Kundera, in trying to describe the elusive sense of this word, touched a nerve deep within me.
Under certain circumstances, however, it can have a very narrow meaning, a meaning as definite, precise, and sharp as a well-honed cutting edge. I have never found an equivalent in other languages for this sense of the word either, though I do not see how anyone can understand the human soul without it.
Suddenly, my quest to understand my own indefinable sorrows and longings came to include a desire to learn this
language, one that had a word for this range of human emotion that English and all others lacked—a set of emotions so close to my heart. How could I think and write without knowing it? An aspiring poet and language autodidact—I had taught myself bits of Gaelic and Latin in addition to my high school French and German—I craved something from language and literature. I just didn’t know what.
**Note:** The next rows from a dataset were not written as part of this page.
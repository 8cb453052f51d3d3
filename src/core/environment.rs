use serde::{Deserialize, Serialize};

use crate::quantity::{
    mass::{Kilograms, Tonnes},
    power::Kilowatts,
};

/// Avoided emissions per kilowatt-peak of installed panels.
#[must_use]
#[derive(Copy, Clone, Debug, PartialEq, Serialize, Deserialize)]
#[serde(default)]
pub struct EnvironmentFactors {
    pub fossil_fuel_per_kwp: Kilograms,
    pub trees_per_kwp: f64,
    pub carbon_dioxide_per_kwp: Tonnes,
}

impl Default for EnvironmentFactors {
    fn default() -> Self {
        Self {
            fossil_fuel_per_kwp: Kilograms(350.0),
            trees_per_kwp: 2.0,
            carbon_dioxide_per_kwp: Tonnes(0.85),
        }
    }
}

impl EnvironmentFactors {
    pub fn impact(&self, installed_capacity: Kilowatts) -> EnvironmentalImpact {
        EnvironmentalImpact {
            fossil_fuel: self.fossil_fuel_per_kwp * installed_capacity.0,
            trees: self.trees_per_kwp * installed_capacity.0,
            carbon_dioxide: self.carbon_dioxide_per_kwp * installed_capacity.0,
        }
    }
}

#[must_use]
#[derive(Copy, Clone, Debug, PartialEq, Serialize)]
pub struct EnvironmentalImpact {
    pub fossil_fuel: Kilograms,

    /// Equivalent number of planted trees.
    pub trees: f64,

    pub carbon_dioxide: Tonnes,
}

#[cfg(test)]
mod tests {
    use approx::assert_abs_diff_eq;

    use super::*;

    #[test]
    fn test_impact() {
        let impact = EnvironmentFactors::default().impact(Kilowatts(5.5));
        assert_abs_diff_eq!(impact.fossil_fuel.0, 1925.0);
        assert_abs_diff_eq!(impact.trees, 11.0);
        assert_abs_diff_eq!(impact.carbon_dioxide.0, 4.675, epsilon = 1e-9);
    }
}
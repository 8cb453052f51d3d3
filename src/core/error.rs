use crate::core::{bill::BillAmount, constants::NoSunDays};

/// Rejected user input. Nothing is calculated once this is raised.
#[derive(Clone, Debug, PartialEq, thiserror::Error)]
pub enum InvalidInputError {
    #[error("`{0}` is not a number, enter the monthly bill amount in MYR")]
    NotANumber(String),

    #[error("the bill amount must be a finite number")]
    NotFinite,

    #[error("the bill amount must be greater than zero, got {0}")]
    NotPositive(f64),

    #[error("the bill amount must not exceed {max}, got {0}", max = BillAmount::MAX)]
    TooLarge(f64),

    #[error("a month has at most {max} no-sun days, got {0}", max = NoSunDays::MAX)]
    TooManyNoSunDays(u8),
}
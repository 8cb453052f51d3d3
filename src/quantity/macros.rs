macro_rules! quantity {
    ($(#[$meta:meta])* $name:ident, via: f64, suffix: $suffix:literal, precision: $precision:literal) => {
        $(#[$meta])*
        #[repr(transparent)]
        #[derive(
            ::derive_more::Add,
            ::derive_more::AddAssign,
            ::derive_more::From,
            ::derive_more::FromStr,
            ::derive_more::Sub,
            ::derive_more::SubAssign,
            ::derive_more::Sum,
            ::serde::Deserialize,
            ::serde::Serialize,
            ::std::clone::Clone,
            ::std::marker::Copy,
        )]
        pub struct $name(pub f64);

        impl ::std::fmt::Display for $name {
            fn fmt(&self, formatter: &mut ::std::fmt::Formatter<'_>) -> ::std::fmt::Result {
                write!(formatter, "{:.*} {}", $precision, self.0, $suffix)
            }
        }

        impl ::std::fmt::Debug for $name {
            fn fmt(&self, formatter: &mut ::std::fmt::Formatter<'_>) -> ::std::fmt::Result {
                write!(formatter, "{:?}{}", self.0, $suffix)
            }
        }

        impl $name {
            #[allow(dead_code)]
            pub const ZERO: Self = Self(0.0);
        }

        derive_neg!($name);
        ordered_float!($name);
        scalar_ops!($name);
    };
}

/// Implement `$lhs * $rhs = $output` in both directions.
macro_rules! implement_mul {
    ($lhs:ty, $rhs:ty, $output:ty) => {
        impl ::std::ops::Mul<$rhs> for $lhs {
            type Output = $output;

            fn mul(self, rhs: $rhs) -> Self::Output {
                <$output>::from(self.0 * rhs.0)
            }
        }

        impl ::std::ops::Mul<$lhs> for $rhs {
            type Output = $output;

            fn mul(self, rhs: $lhs) -> Self::Output {
                <$output>::from(self.0 * rhs.0)
            }
        }
    };
}

/// Implement `$numerator / $denominator = $output`.
macro_rules! implement_div {
    ($numerator:ty, $denominator:ty, $output:ty) => {
        impl ::std::ops::Div<$denominator> for $numerator {
            type Output = $output;

            fn div(self, rhs: $denominator) -> Self::Output {
                <$output>::from(self.0 / rhs.0)
            }
        }
    };
}

macro_rules! ordered_float {
    ($name:ty) => {
        impl ::std::cmp::PartialOrd for $name {
            fn partial_cmp(&self, other: &Self) -> Option<::std::cmp::Ordering> {
                Some(self.cmp(other))
            }
        }

        impl ::std::cmp::Ord for $name {
            fn cmp(&self, other: &Self) -> ::std::cmp::Ordering {
                ::ordered_float::OrderedFloat(self.0).cmp(&::ordered_float::OrderedFloat(other.0))
            }
        }

        impl ::std::cmp::PartialEq for $name {
            fn eq(&self, other: &Self) -> bool {
                ::ordered_float::OrderedFloat(self.0).eq(&::ordered_float::OrderedFloat(other.0))
            }
        }

        impl Eq for $name {}
    };
}

macro_rules! derive_neg {
    ($name:ty) => {
        impl ::std::ops::Neg for $name {
            type Output = Self;

            fn neg(self) -> Self::Output {
                Self(-self.0)
            }
        }
    };
}

macro_rules! scalar_ops {
    ($name:ty) => {
        impl ::std::ops::Mul<f64> for $name {
            type Output = Self;

            fn mul(self, rhs: f64) -> Self::Output {
                Self(self.0 * rhs)
            }
        }

        impl ::std::ops::Div<f64> for $name {
            type Output = Self;

            fn div(self, rhs: f64) -> Self::Output {
                Self(self.0 / rhs)
            }
        }

        impl ::std::ops::Div<Self> for $name {
            type Output = f64;

            fn div(self, rhs: Self) -> Self::Output {
                self.0 / rhs.0
            }
        }
    };
}
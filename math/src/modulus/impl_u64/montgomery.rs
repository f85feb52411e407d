use crate::modulus::ReduceOnce;
use crate::modulus::barrett::BarrettPrecomp;
use crate::modulus::montgomery::{Montgomery, MontgomeryPrecomp};
use crate::modulus::{BARRETT, BARRETTLAZY, FOURTIMES, NONE, ONCE, REDUCEMOD, TWICE};

/// MontgomeryPrecomp is a set of methods implemented for MontgomeryPrecomp<u64>
/// enabling Montgomery arithmetic over u64 values.
impl MontgomeryPrecomp<u64> {
    /// Returns an new instance of MontgomeryPrecomp<u64>.
    /// Panics if gcd(q, 2^64) != 1.
    #[inline(always)]
    pub fn new(q: u64) -> MontgomeryPrecomp<u64> {
        assert!(q & 1 != 0, "invalid argument: gcd(q={}, radix=2^64) != 1", q);
        let mut q_inv: u64 = 1;
        let mut q_pow: u64 = q;
        for _i in 0..63 {
            q_inv = q_inv.wrapping_mul(q_pow);
            q_pow = q_pow.wrapping_mul(q_pow);
        }
        let mut precomp: MontgomeryPrecomp<u64> = Self {
            q,
            two_q: q << 1,
            four_q: q << 2,
            barrett: BarrettPrecomp::new(q),
            q_inv,
            one: 0,
            minus_one: 0,
        };

        precomp.one = precomp.prepare::<ONCE>(1);
        precomp.minus_one = q - precomp.one;

        precomp
    }

    /// Returns 2^64 mod q as a Montgomery<u64>.
    #[inline(always)]
    pub fn one(&self) -> Montgomery<u64> {
        self.one
    }

    /// Returns (q-1) * 2^64 mod q as a Montgomery<u64>.
    #[inline(always)]
    pub fn minus_one(&self) -> Montgomery<u64> {
        self.minus_one
    }

    #[inline(always)]
    pub fn reduce<const REDUCE: REDUCEMOD>(&self, x: u64) -> u64 {
        let mut r: u64 = x;
        self.reduce_assign::<REDUCE>(&mut r);
        r
    }

    #[inline(always)]
    pub fn reduce_assign<const REDUCE: REDUCEMOD>(&self, x: &mut u64) {
        match REDUCE {
            NONE => {}
            ONCE => x.reduce_once_assign(self.q),
            TWICE => x.reduce_once_assign(self.two_q),
            FOURTIMES => x.reduce_once_assign(self.four_q),
            BARRETT => self.barrett.reduce_assign::<BARRETT>(x),
            BARRETTLAZY => self.barrett.reduce_assign::<BARRETTLAZY>(x),
            _ => unreachable!("invalid REDUCE argument"),
        }
    }

    /// Returns lhs * 2^64 mod q as a Montgomery<u64>.
    #[inline(always)]
    pub fn prepare<const REDUCE: REDUCEMOD>(&self, lhs: u64) -> Montgomery<u64> {
        let mut rhs: u64 = 0;
        self.prepare_assign::<REDUCE>(lhs, &mut rhs);
        rhs
    }

    /// Assigns lhs * 2^64 mod q to rhs.
    #[inline(always)]
    pub fn prepare_assign<const REDUCE: REDUCEMOD>(&self, lhs: u64, rhs: &mut Montgomery<u64>) {
        *rhs = (((lhs as u128) << 64) % self.q as u128) as u64;
        self.reduce_assign::<REDUCE>(rhs);
    }

    /// Returns lhs * (2^64)^-1 mod q as a u64.
    #[inline(always)]
    pub fn unprepare<const REDUCE: REDUCEMOD>(&self, lhs: Montgomery<u64>) -> u64 {
        let mut rhs: u64 = 0u64;
        self.unprepare_assign::<REDUCE>(lhs, &mut rhs);
        rhs
    }

    /// Assigns lhs * (2^64)^-1 mod q to rhs.
    #[inline(always)]
    pub fn unprepare_assign<const REDUCE: REDUCEMOD>(&self, lhs: Montgomery<u64>, rhs: &mut u64) {
        let r: u64 = ((self.q as u128 * lhs.wrapping_mul(self.q_inv) as u128) >> 64) as u64;
        *rhs = self.reduce::<REDUCE>(self.q.wrapping_sub(r));
    }

    /// Returns lhs * rhs * (2^{64})^-1 mod q.
    #[inline(always)]
    pub fn mul_external<const REDUCE: REDUCEMOD>(&self, lhs: Montgomery<u64>, rhs: u64) -> u64 {
        let mut r: u64 = rhs;
        self.mul_external_assign::<REDUCE>(lhs, &mut r);
        r
    }

    /// Assigns lhs * rhs * (2^{64})^-1 mod q to rhs.
    /// The unreduced output lies in [1, 2q-1].
    #[inline(always)]
    pub fn mul_external_assign<const REDUCE: REDUCEMOD>(&self, lhs: Montgomery<u64>, rhs: &mut u64) {
        let m: u128 = lhs as u128 * *rhs as u128;
        let mlo: u64 = m as u64;
        let mhi: u64 = (m >> 64) as u64;
        let hhi: u64 = ((self.q as u128 * mlo.wrapping_mul(self.q_inv) as u128) >> 64) as u64;
        *rhs = self.reduce::<REDUCE>(mhi.wrapping_sub(hhi).wrapping_add(self.q));
    }

    /// Assigns lhs * rhs * (2^{64})^-1 mod q to rhs.
    #[inline(always)]
    pub fn mul_internal_assign<const REDUCE: REDUCEMOD>(&self, lhs: Montgomery<u64>, rhs: &mut Montgomery<u64>) {
        self.mul_external_assign::<REDUCE>(lhs, rhs);
    }

    /// Returns (x^exponent) * 2^64 mod q.
    #[inline(always)]
    pub fn pow(&self, x: Montgomery<u64>, exponent: u64) -> Montgomery<u64> {
        let mut y: Montgomery<u64> = self.one();
        let mut x_mut: Montgomery<u64> = x;
        let mut i: u64 = exponent;
        while i > 0 {
            if i & 1 == 1 {
                self.mul_internal_assign::<ONCE>(x_mut, &mut y);
            }
            self.mul_internal_assign::<ONCE>(x_mut, &mut x_mut);
            i >>= 1;
        }

        y.reduce_once_assign(self.q);
        y
    }
}

#[cfg(test)]
mod tests {
    use super::*;

    #[test]
    fn mul_external() {
        let q: u64 = 0x1fffffffffe00001;
        let precomp: MontgomeryPrecomp<u64> = MontgomeryPrecomp::new(q);
        let x: u64 = 0x5f876e514845cc8b;
        let y: u64 = 0x0d726f98f24a761a % q;
        let y_mont: Montgomery<u64> = precomp.prepare::<ONCE>(y);
        assert_eq!(
            precomp.mul_external::<ONCE>(y_mont, x),
            (x as u128 * y as u128 % q as u128) as u64
        );
    }

    #[test]
    fn prepare_unprepare() {
        let q: u64 = 12289;
        let precomp: MontgomeryPrecomp<u64> = MontgomeryPrecomp::new(q);
        for x in [0u64, 1, 2, 6144, q - 1] {
            assert_eq!(precomp.unprepare::<ONCE>(precomp.prepare::<ONCE>(x)), x);
        }
    }

    #[test]
    fn pow() {
        let q: u64 = 17;
        let precomp: MontgomeryPrecomp<u64> = MontgomeryPrecomp::new(q);
        let three: Montgomery<u64> = precomp.prepare::<ONCE>(3);
        assert_eq!(precomp.unprepare::<ONCE>(precomp.pow(three, 8)), 16);
        assert_eq!(precomp.unprepare::<ONCE>(precomp.pow(three, 16)), 1);
        assert_eq!(precomp.unprepare::<ONCE>(precomp.pow(three, 0)), 1);
    }
}
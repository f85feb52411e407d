pub mod ntt;

/// A negacyclic discrete Fourier transform over a modular field.
pub trait DFT<O> {
    fn forward_inplace(&self, x: &mut [O]);
    fn forward_inplace_lazy(&self, x: &mut [O]);
    fn backward_inplace(&self, x: &mut [O]);
    fn backward_inplace_lazy(&self, x: &mut [O]);
}
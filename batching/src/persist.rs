use crate::context::BatchingContext;
use crate::error::{BatchError, Result};
use crate::plaintext::Plaintext;
use crate::validation;

const MAGIC: &[u8; 4] = b"BPT1";
const HEADER_LEN: usize = MAGIC.len() + size_of::<u64>();

/// Conversion to and from a hex transport string.
pub trait Persist {
    fn save(&self) -> Result<String>;

    /// Replaces self with the decoded value, validated against context.
    /// self is left untouched on error.
    fn load<C: BatchingContext + ?Sized>(&mut self, context: &C, data: &str) -> Result<()>;
}

/// Layout: MAGIC, n as u64 LE, then n u64 LE coefficients.
impl Persist for Plaintext {
    fn save(&self) -> Result<String> {
        let mut bytes: Vec<u8> = Vec::with_capacity(HEADER_LEN + self.coeff_count() * size_of::<u64>());
        bytes.extend_from_slice(MAGIC);
        bytes.extend_from_slice(&(self.coeff_count() as u64).to_le_bytes());
        self.coeffs()
            .iter()
            .for_each(|c| bytes.extend_from_slice(&c.to_le_bytes()));
        Ok(hex::encode(bytes))
    }

    fn load<C: BatchingContext + ?Sized>(&mut self, context: &C, data: &str) -> Result<()> {
        let bytes: Vec<u8> = hex::decode(data.trim()).map_err(|err| BatchError::Transport(err.to_string()))?;

        if bytes.len() < HEADER_LEN || &bytes[..MAGIC.len()] != MAGIC {
            return Err(BatchError::Transport("missing plaintext header".to_string()));
        }

        let mut word: [u8; 8] = [0u8; 8];
        word.copy_from_slice(&bytes[MAGIC.len()..HEADER_LEN]);
        let n: u64 = u64::from_le_bytes(word);

        let body: &[u8] = &bytes[HEADER_LEN..];
        if body.len() as u64 != n.saturating_mul(size_of::<u64>() as u64) {
            return Err(BatchError::Transport(format!(
                "expected {} coefficients, found {} bytes",
                n,
                body.len()
            )));
        }

        let coeffs: Vec<u64> = body
            .chunks_exact(size_of::<u64>())
            .map(|chunk| {
                word.copy_from_slice(chunk);
                u64::from_le_bytes(word)
            })
            .collect();

        let plaintext: Plaintext = Plaintext::from_coeffs(&coeffs);
        validation::check_plaintext(&plaintext, context.poly_modulus_degree(), context.plain_modulus())?;
        *self = plaintext;
        Ok(())
    }
}

#[cfg(test)]
mod tests {
    use super::*;
    use crate::context::Context;
    use crate::parameters::Parameters;

    #[test]
    fn header_layout() {
        let plaintext: Plaintext = Plaintext::from_coeffs(&[1, 0]);
        assert_eq!(
            plaintext.save().unwrap(),
            "42505431020000000000000001000000000000000000000000000000"
        );
    }

    #[test]
    fn load_rejects_bad_input() {
        let context: Context = Context::new(Parameters::new(17, 8));
        let mut plaintext: Plaintext = Plaintext::new(8);

        assert!(matches!(
            plaintext.load(&context, "not hex"),
            Err(BatchError::Transport(_))
        ));
        assert!(matches!(
            plaintext.load(&context, "00112233"),
            Err(BatchError::Transport(_))
        ));

        let short: String = Plaintext::from_coeffs(&[1, 2, 3, 4]).save().unwrap();
        assert!(matches!(
            plaintext.load(&context, &short),
            Err(BatchError::MalformedPlaintext(_))
        ));

        let truncated: String = Plaintext::from_coeffs(&[1; 8]).save().unwrap();
        assert!(matches!(
            plaintext.load(&context, &truncated[..truncated.len() - 2]),
            Err(BatchError::Transport(_))
        ));

        let out_of_range: String = Plaintext::from_coeffs(&[17, 0, 0, 0, 0, 0, 0, 0]).save().unwrap();
        assert!(matches!(
            plaintext.load(&context, &out_of_range),
            Err(BatchError::MalformedPlaintext(_))
        ));

        assert!(plaintext.is_zero());
    }
}
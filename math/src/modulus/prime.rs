use crate::modulus::barrett::BarrettPrecomp;
use crate::modulus::montgomery::MontgomeryPrecomp;

#[derive(Clone, Debug, PartialEq, Eq)]
pub struct Prime<O> {
    pub q: O,
    pub two_q: O,
    pub four_q: O,
    /// distinct prime factors of q-1
    pub factors: Vec<O>,
    pub montgomery: MontgomeryPrecomp<O>,
    pub barrett: BarrettPrecomp<O>,
    pub phi: O,
}
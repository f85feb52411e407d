pub mod map;
pub mod barrett;
pub mod montgomery;
pub mod operations;
pub mod prime;

use crate::modulus::ReduceOnce;

impl ReduceOnce<u64> for u64 {
    #[inline(always)]
    fn reduce_once_constant_time_assign(&mut self, q: u64) {
        debug_assert!(q < 0x8000000000000000, "2q >= 2^64");
        *self -= ((q - 1).wrapping_sub(*self) >> 63) * q;
    }

    #[inline(always)]
    fn reduce_once_constant_time(&self, q: u64) -> u64 {
        debug_assert!(q < 0x8000000000000000, "2q >= 2^64");
        self - ((q - 1).wrapping_sub(*self) >> 63) * q
    }

    #[inline(always)]
    fn reduce_once_assign(&mut self, q: u64) {
        debug_assert!(q < 0x8000000000000000, "2q >= 2^64");
        *self = (*self).min(self.wrapping_sub(q))
    }

    #[inline(always)]
    fn reduce_once(&self, q: u64) -> u64 {
        debug_assert!(q < 0x8000000000000000, "2q >= 2^64");
        (*self).min(self.wrapping_sub(q))
    }
}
Michael Henry Heim happened to be visiting Harvard at the time, and a friend studying at MIT, who’d been having trysts with members of the Cambridge literati, connected us. I went to meet him to describe my love of Kundera and to ask how he’d learned the language, and how I might. “Do you speak French?” he asked me, seemingly nonsensically. Passably, I replied. “Well, you can’t go to Prague” — this was 1985, and the wall had not yet come down — “but you can go to Langues O’ in Paris and they’ll teach you Czech.” Langues O’ was the nickname for INALCO, the l’Institut National des Langues et Civilisations Orientales. Kundera was living in Paris by then and had begun writing in French. “You might meet him,” Heim added. And that was that.
I was amused to find that
orientales
for the French meant anything east of Germany, and south as well—dozens of African dialects were taught at Langues O’. It was ridiculously cheap: fees for the year were less than two hundred dollars. Where would I live? My MIT friend—we ourselves had met by chance on a train to Berlin in the mideighties, each on a postcollege European tour—had a friend who had studied abroad and could connect me to one of her friends there. This man was incredibly helpful and spoke great English; he developed software and so was usually up half the night, convenient
for calling from the States. A friend of his was on sabbatical in Silicon Valley; I could rent his studio, just south of Paris but with a view of the Eiffel Tower. Would that be OK?